▶ [Exercise goal]:
Here are some records. Repeat them all exactly.

▶ [Material provided]:

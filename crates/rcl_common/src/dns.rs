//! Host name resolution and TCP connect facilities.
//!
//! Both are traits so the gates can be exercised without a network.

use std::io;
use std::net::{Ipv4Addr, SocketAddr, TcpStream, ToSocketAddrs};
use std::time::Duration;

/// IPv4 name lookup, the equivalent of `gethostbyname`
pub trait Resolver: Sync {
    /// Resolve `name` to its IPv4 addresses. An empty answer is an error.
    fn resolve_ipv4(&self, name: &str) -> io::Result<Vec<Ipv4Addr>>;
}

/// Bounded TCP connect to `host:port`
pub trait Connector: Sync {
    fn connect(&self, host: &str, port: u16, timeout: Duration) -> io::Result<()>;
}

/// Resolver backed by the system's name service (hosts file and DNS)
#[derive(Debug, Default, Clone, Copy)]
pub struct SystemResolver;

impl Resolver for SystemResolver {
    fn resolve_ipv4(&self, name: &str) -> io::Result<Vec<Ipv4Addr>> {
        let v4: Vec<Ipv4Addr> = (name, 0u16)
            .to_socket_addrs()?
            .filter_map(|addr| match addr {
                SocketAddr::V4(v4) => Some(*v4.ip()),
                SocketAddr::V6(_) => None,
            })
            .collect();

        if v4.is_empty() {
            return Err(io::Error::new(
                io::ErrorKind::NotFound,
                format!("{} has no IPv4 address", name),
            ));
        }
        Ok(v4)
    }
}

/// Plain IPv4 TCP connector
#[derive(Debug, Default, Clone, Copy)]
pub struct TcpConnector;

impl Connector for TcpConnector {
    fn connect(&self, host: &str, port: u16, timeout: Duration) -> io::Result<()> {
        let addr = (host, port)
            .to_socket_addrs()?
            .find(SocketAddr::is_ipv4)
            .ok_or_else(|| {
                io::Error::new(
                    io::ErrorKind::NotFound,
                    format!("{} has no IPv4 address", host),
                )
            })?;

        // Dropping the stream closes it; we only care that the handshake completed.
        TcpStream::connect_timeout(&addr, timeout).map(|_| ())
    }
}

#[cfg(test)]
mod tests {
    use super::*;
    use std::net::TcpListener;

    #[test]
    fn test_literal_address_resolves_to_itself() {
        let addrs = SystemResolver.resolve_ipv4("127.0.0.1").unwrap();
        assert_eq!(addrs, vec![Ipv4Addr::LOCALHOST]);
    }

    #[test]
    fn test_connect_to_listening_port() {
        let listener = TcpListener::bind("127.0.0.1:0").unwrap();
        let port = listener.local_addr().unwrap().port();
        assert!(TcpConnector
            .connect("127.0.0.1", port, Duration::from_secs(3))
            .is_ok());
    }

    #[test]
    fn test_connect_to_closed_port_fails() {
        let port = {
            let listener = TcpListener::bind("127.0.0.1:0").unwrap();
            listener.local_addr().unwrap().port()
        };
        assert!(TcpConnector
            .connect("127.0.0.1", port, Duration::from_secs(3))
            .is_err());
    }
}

▶ [Result of this task]:
filename crates/rcl_common/src/dns.rs
//! Host name resolution and TCP connect facilities.
//!
//! Both are traits so the gates can be exercised without a network.

use std::io;
use std::net::{Ipv4Addr, SocketAddr, TcpStream, ToSocketAddrs};
use std::time::Duration;

/// IPv4 name lookup, the equivalent of `gethostbyname`
pub trait Resolver: Sync {
    /// Resolve `name` to its IPv4 addresses. An empty answer is an error.
    fn resolve_ipv4(&self, name: &str) -> io::Result<Vec<Ipv4Addr>>;
}

/// Bounded TCP connect to `host:port`
pub trait Connector: Sync {
    fn connect(&self, host: &str, port: u16, timeout: Duration) -> io::Result<()>;
}

/// Resolver backed by the system's name service (hosts file and DNS)
#[derive(Debug, Default, Clone, Copy)]
pub struct SystemResolver;

impl Resolver for SystemResolver {
    fn resolve_ipv4(&self, name: &str) -> io::Result<Vec<Ipv4Addr>> {
        let v4: Vec<Ipv4Addr> = (name, 0u16)
            .to_socket_addrs()?
            .filter_map(|addr| match addr {
                SocketAddr::V4(v4) => Some(*v4.ip()),
                SocketAddr::V6(_) => None,
            })
            .collect();

        if v4.is_empty() {
            return Err(io::Error::new(
                io::ErrorKind::NotFound,
                format!("{} has no IPv4 address", name),
            ));
        }
        Ok(v4)
    }
}

/// Plain IPv4 TCP connector
#[derive(Debug, Default, Clone, Copy)]
pub struct TcpConnector;

impl Connector for TcpConnector {
    fn connect(&self, host: &str, port: u16, timeout: Duration) -> io::Result<()> {
        let addr = (host, port)
            .to_socket_addrs()?
            .find(SocketAddr::is_ipv4)
            .ok_or_else(|| {
                io::Error::new(
                    io::ErrorKind::NotFound,
                    format!("{} has no IPv4 address", host),
                )
            })?;

        // Dropping the stream closes it; we only care that the handshake completed.
        TcpStream::connect_timeout(&addr, timeout).map(|_| ())
    }
}

#[cfg(test)]
mod tests {
    use super::*;
    use std::net::TcpListener;

    #[test]
    fn test_literal_address_resolves_to_itself() {
        let addrs = SystemResolver.resolve_ipv4("127.0.0.1").unwrap();
        assert_eq!(addrs, vec![Ipv4Addr::LOCALHOST]);
    }

    #[test]
    fn test_connect_to_listening_port() {
        let listener = TcpListener::bind("127.0.0.1:0").unwrap();
        let port = listener.local_addr().unwrap().port();
        assert!(TcpConnector
            .connect("127.0.0.1", port, Duration::from_secs(3))
            .is_ok());
    }

    #[test]
    fn test_connect_to_closed_port_fails() {
        let port = {
            let listener = TcpListener::bind("127.0.0.1:0").unwrap();
            listener.local_addr().unwrap().port()
        };
        assert!(TcpConnector
            .connect("127.0.0.1", port, Duration::from_secs(3))
            .is_err());
    }
}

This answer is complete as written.